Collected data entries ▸
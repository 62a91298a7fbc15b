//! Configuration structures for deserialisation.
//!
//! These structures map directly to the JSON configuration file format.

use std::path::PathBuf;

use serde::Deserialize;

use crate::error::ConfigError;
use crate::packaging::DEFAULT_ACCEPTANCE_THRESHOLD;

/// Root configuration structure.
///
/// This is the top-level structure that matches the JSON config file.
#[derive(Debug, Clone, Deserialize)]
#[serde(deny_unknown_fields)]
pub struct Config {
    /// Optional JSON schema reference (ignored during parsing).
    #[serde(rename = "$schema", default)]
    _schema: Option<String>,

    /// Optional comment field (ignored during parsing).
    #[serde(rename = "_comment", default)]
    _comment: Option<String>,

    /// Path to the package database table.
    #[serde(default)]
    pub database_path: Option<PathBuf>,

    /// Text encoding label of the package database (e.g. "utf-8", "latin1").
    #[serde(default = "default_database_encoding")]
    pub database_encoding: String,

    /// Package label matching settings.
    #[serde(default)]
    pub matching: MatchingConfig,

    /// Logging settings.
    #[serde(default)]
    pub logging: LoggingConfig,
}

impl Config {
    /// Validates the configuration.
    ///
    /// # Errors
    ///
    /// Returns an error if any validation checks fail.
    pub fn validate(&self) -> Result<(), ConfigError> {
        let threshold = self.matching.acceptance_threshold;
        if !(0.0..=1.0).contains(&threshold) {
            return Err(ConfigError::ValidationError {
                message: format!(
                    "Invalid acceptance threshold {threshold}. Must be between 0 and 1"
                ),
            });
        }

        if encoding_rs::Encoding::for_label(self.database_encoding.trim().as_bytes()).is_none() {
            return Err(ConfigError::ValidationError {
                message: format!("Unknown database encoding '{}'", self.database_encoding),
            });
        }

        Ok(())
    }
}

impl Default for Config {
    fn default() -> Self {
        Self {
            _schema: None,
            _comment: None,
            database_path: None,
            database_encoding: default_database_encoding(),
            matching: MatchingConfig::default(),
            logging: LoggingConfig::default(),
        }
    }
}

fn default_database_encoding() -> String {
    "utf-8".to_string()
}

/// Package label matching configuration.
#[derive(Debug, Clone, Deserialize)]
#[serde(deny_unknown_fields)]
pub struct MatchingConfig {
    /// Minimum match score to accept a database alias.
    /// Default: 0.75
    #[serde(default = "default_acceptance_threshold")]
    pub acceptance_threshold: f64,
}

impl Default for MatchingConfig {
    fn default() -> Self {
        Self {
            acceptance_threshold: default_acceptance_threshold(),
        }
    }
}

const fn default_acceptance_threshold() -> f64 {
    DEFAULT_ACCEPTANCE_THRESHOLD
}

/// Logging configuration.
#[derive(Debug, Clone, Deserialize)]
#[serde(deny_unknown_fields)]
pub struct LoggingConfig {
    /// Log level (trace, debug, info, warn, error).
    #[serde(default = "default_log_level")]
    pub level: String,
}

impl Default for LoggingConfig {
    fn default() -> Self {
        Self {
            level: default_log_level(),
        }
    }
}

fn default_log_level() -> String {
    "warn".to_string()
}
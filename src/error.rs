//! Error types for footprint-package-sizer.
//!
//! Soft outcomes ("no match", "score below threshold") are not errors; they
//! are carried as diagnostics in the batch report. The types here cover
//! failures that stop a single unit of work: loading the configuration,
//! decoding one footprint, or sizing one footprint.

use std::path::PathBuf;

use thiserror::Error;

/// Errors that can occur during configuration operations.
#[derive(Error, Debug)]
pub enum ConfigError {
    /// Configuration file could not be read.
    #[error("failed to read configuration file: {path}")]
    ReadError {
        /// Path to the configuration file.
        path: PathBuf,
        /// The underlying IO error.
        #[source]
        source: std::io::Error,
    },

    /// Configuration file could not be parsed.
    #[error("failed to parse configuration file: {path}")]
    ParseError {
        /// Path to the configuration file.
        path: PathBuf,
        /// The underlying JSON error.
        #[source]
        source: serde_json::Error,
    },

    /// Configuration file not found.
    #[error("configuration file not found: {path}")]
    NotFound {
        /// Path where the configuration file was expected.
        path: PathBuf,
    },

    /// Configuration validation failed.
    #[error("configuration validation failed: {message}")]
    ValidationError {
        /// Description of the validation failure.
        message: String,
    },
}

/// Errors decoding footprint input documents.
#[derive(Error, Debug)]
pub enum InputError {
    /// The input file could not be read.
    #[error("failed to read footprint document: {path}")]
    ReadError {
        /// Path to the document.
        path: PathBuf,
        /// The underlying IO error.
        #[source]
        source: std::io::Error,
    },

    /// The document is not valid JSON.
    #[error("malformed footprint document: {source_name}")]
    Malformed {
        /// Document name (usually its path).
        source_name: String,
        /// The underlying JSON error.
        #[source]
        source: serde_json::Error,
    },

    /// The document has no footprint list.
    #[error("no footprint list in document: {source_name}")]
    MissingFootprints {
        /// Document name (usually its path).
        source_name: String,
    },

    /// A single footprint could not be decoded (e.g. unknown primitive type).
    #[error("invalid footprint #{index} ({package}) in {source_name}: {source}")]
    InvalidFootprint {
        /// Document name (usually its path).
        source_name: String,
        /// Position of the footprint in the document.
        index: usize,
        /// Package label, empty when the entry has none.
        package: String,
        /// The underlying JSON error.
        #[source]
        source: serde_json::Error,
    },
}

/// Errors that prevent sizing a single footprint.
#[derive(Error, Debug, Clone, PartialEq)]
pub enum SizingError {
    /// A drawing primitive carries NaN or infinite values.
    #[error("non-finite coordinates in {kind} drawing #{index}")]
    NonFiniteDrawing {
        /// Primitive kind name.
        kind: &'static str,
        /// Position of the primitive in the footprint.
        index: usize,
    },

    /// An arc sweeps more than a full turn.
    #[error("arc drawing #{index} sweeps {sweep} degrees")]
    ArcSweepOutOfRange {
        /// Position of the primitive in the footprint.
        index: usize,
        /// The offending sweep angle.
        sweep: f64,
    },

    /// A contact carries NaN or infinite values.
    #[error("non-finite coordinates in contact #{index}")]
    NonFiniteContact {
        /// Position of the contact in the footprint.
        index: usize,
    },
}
==
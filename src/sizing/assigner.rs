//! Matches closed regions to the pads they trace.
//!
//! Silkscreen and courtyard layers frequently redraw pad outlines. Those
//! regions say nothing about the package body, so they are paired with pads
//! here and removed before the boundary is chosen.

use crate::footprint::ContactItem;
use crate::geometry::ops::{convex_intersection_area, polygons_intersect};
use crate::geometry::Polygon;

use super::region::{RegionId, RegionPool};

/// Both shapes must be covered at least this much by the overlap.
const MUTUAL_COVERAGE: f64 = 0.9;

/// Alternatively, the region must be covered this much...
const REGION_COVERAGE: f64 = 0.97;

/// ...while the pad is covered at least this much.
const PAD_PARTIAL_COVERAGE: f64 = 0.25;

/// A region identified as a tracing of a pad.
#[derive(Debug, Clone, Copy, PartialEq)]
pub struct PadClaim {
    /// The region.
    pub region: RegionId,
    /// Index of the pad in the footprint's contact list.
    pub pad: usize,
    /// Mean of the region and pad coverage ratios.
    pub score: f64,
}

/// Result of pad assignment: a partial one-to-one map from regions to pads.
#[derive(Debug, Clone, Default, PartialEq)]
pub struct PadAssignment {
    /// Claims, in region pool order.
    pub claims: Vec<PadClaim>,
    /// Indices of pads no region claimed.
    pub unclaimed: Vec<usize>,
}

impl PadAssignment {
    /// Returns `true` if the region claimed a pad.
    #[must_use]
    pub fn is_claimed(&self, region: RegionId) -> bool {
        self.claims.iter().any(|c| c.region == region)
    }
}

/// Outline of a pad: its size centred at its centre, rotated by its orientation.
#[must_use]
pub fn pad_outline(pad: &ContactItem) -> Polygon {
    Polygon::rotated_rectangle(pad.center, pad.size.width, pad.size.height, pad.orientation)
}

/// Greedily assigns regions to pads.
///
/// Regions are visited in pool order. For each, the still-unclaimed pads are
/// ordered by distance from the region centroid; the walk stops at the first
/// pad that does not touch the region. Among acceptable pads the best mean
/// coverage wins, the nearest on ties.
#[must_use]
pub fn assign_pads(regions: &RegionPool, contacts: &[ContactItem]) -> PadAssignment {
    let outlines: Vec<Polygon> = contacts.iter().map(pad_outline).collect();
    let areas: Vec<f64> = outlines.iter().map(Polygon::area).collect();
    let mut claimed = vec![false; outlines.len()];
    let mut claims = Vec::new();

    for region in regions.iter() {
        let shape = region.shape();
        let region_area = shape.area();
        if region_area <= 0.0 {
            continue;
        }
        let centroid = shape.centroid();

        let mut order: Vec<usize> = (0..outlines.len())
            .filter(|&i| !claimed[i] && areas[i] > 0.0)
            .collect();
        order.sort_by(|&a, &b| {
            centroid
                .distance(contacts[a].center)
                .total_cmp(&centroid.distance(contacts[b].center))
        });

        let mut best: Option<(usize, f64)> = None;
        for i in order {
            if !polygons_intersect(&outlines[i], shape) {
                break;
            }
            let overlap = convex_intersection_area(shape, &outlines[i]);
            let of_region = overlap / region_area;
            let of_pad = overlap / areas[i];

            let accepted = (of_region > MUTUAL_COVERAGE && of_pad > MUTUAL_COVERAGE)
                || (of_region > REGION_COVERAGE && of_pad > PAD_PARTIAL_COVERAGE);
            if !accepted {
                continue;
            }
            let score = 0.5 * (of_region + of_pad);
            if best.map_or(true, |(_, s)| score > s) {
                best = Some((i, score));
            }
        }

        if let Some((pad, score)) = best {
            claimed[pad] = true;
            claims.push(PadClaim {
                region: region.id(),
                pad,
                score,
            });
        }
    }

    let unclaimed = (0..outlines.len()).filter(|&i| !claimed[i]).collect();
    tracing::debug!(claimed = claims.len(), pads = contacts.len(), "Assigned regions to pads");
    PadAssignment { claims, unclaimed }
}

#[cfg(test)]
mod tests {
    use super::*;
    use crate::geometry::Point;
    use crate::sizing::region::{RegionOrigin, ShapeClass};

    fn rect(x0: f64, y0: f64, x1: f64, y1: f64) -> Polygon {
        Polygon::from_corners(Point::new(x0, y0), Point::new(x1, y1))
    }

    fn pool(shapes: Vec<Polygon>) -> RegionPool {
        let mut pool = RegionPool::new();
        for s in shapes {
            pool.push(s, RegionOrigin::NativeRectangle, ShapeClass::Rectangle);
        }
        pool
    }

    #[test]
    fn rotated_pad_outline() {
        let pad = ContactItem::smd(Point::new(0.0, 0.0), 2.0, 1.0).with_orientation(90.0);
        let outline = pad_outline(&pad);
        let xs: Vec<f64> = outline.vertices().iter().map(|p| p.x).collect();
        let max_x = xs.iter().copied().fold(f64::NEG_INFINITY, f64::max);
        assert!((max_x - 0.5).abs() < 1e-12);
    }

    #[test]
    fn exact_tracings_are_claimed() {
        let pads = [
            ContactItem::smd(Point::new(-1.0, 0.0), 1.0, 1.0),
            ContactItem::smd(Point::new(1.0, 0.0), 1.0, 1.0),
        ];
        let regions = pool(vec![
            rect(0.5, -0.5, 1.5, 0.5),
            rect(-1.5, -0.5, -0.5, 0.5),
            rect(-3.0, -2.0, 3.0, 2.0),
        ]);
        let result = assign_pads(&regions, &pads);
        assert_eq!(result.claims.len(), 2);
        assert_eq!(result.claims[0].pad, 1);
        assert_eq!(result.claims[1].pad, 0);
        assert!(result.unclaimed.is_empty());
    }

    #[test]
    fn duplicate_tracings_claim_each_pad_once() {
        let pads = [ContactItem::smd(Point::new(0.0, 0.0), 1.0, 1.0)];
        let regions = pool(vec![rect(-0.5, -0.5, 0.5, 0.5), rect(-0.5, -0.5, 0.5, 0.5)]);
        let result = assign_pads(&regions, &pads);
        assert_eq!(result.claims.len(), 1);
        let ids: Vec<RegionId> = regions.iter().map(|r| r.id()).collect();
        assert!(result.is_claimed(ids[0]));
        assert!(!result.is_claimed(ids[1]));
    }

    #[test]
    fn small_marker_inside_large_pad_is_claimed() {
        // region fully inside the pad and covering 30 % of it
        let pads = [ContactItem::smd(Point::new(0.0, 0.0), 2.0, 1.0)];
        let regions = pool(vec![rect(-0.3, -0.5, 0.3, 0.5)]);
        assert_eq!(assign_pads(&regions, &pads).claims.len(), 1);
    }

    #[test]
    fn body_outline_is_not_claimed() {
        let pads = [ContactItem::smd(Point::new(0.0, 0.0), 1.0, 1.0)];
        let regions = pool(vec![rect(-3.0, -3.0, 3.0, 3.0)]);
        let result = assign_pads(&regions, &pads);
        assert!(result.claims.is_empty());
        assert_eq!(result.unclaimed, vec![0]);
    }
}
---
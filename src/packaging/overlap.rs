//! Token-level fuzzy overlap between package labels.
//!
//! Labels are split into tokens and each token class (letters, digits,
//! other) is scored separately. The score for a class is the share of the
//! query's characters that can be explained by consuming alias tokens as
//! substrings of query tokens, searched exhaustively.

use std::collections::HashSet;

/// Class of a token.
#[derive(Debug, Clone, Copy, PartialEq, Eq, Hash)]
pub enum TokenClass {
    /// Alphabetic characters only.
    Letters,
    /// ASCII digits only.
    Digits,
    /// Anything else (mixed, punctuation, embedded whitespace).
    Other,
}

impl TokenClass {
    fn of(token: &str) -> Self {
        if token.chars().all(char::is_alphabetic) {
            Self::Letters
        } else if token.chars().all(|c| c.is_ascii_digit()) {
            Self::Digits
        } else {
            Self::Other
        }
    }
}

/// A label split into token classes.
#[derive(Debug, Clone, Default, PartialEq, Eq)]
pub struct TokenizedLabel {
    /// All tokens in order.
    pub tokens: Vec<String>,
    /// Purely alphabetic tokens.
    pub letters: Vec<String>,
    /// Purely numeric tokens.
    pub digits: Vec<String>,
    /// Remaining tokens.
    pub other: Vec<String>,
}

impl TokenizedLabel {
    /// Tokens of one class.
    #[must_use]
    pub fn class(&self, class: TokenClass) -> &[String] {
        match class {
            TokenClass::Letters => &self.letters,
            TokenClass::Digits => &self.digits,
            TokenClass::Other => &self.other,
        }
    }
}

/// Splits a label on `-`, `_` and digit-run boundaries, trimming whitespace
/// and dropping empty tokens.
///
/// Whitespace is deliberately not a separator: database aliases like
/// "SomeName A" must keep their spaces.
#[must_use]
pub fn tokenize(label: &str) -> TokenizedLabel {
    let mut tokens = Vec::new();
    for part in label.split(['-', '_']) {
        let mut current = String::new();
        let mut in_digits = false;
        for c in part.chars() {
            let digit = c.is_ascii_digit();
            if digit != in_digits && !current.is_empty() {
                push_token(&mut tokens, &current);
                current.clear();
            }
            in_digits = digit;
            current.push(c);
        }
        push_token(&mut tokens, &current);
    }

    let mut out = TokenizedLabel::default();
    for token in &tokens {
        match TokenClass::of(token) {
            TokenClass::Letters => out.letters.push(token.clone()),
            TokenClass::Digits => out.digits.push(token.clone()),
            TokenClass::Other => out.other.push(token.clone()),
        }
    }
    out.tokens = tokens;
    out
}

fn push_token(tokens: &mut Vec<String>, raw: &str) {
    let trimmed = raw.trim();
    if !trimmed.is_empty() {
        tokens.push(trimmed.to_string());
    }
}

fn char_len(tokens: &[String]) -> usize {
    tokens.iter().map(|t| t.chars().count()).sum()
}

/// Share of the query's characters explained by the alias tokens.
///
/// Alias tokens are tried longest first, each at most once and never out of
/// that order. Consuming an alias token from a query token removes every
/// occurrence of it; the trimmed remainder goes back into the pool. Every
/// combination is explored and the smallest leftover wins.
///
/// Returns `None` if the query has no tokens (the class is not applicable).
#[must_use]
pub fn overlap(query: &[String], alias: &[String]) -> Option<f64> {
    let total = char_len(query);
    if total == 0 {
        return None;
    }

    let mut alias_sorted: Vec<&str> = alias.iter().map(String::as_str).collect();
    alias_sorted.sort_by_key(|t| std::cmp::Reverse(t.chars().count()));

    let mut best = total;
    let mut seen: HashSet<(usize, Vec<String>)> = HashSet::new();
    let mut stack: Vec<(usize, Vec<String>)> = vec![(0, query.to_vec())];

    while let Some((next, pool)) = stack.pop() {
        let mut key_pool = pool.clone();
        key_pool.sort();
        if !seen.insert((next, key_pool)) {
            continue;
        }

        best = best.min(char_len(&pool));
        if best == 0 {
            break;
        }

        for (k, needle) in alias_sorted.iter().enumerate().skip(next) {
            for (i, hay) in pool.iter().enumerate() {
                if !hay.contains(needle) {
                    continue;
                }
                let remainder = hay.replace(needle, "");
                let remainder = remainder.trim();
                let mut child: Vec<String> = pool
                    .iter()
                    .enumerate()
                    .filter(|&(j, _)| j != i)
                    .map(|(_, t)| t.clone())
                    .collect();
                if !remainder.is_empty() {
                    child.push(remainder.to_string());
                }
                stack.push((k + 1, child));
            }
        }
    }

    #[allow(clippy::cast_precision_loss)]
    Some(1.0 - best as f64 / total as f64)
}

Activity ▸
Would you print exactly, and only, the lines of the data above from the line with "repository 62a91298a7fbc15b" through the line with "impl Default for Config", inclusive?

Answer to this task ▸
repository 62a91298a7fbc15b
//! Configuration structures for deserialisation.
//!
//! These structures map directly to the JSON configuration file format.

use std::path::PathBuf;

use serde::Deserialize;

use crate::error::ConfigError;
use crate::packaging::DEFAULT_ACCEPTANCE_THRESHOLD;

/// Root configuration structure.
///
/// This is the top-level structure that matches the JSON config file.
#[derive(Debug, Clone, Deserialize)]
#[serde(deny_unknown_fields)]
pub struct Config {
    /// Optional JSON schema reference (ignored during parsing).
    #[serde(rename = "$schema", default)]
    _schema: Option<String>,

    /// Optional comment field (ignored during parsing).
    #[serde(rename = "_comment", default)]
    _comment: Option<String>,

    /// Path to the package database table.
    #[serde(default)]
    pub database_path: Option<PathBuf>,

    /// Text encoding label of the package database (e.g. "utf-8", "latin1").
    #[serde(default = "default_database_encoding")]
    pub database_encoding: String,

    /// Package label matching settings.
    #[serde(default)]
    pub matching: MatchingConfig,

    /// Logging settings.
    #[serde(default)]
    pub logging: LoggingConfig,
}

impl Config {
    /// Validates the configuration.
    ///
    /// # Errors
    ///
    /// Returns an error if any validation checks fail.
    pub fn validate(&self) -> Result<(), ConfigError> {
        let threshold = self.matching.acceptance_threshold;
        if !(0.0..=1.0).contains(&threshold) {
            return Err(ConfigError::ValidationError {
                message: format!(
                    "Invalid acceptance threshold {threshold}. Must be between 0 and 1"
                ),
            });
        }

        if encoding_rs::Encoding::for_label(self.database_encoding.trim().as_bytes()).is_none() {
            return Err(ConfigError::ValidationError {
                message: format!("Unknown database encoding '{}'", self.database_encoding),
            });
        }

        Ok(())
    }
}

impl Default for Config {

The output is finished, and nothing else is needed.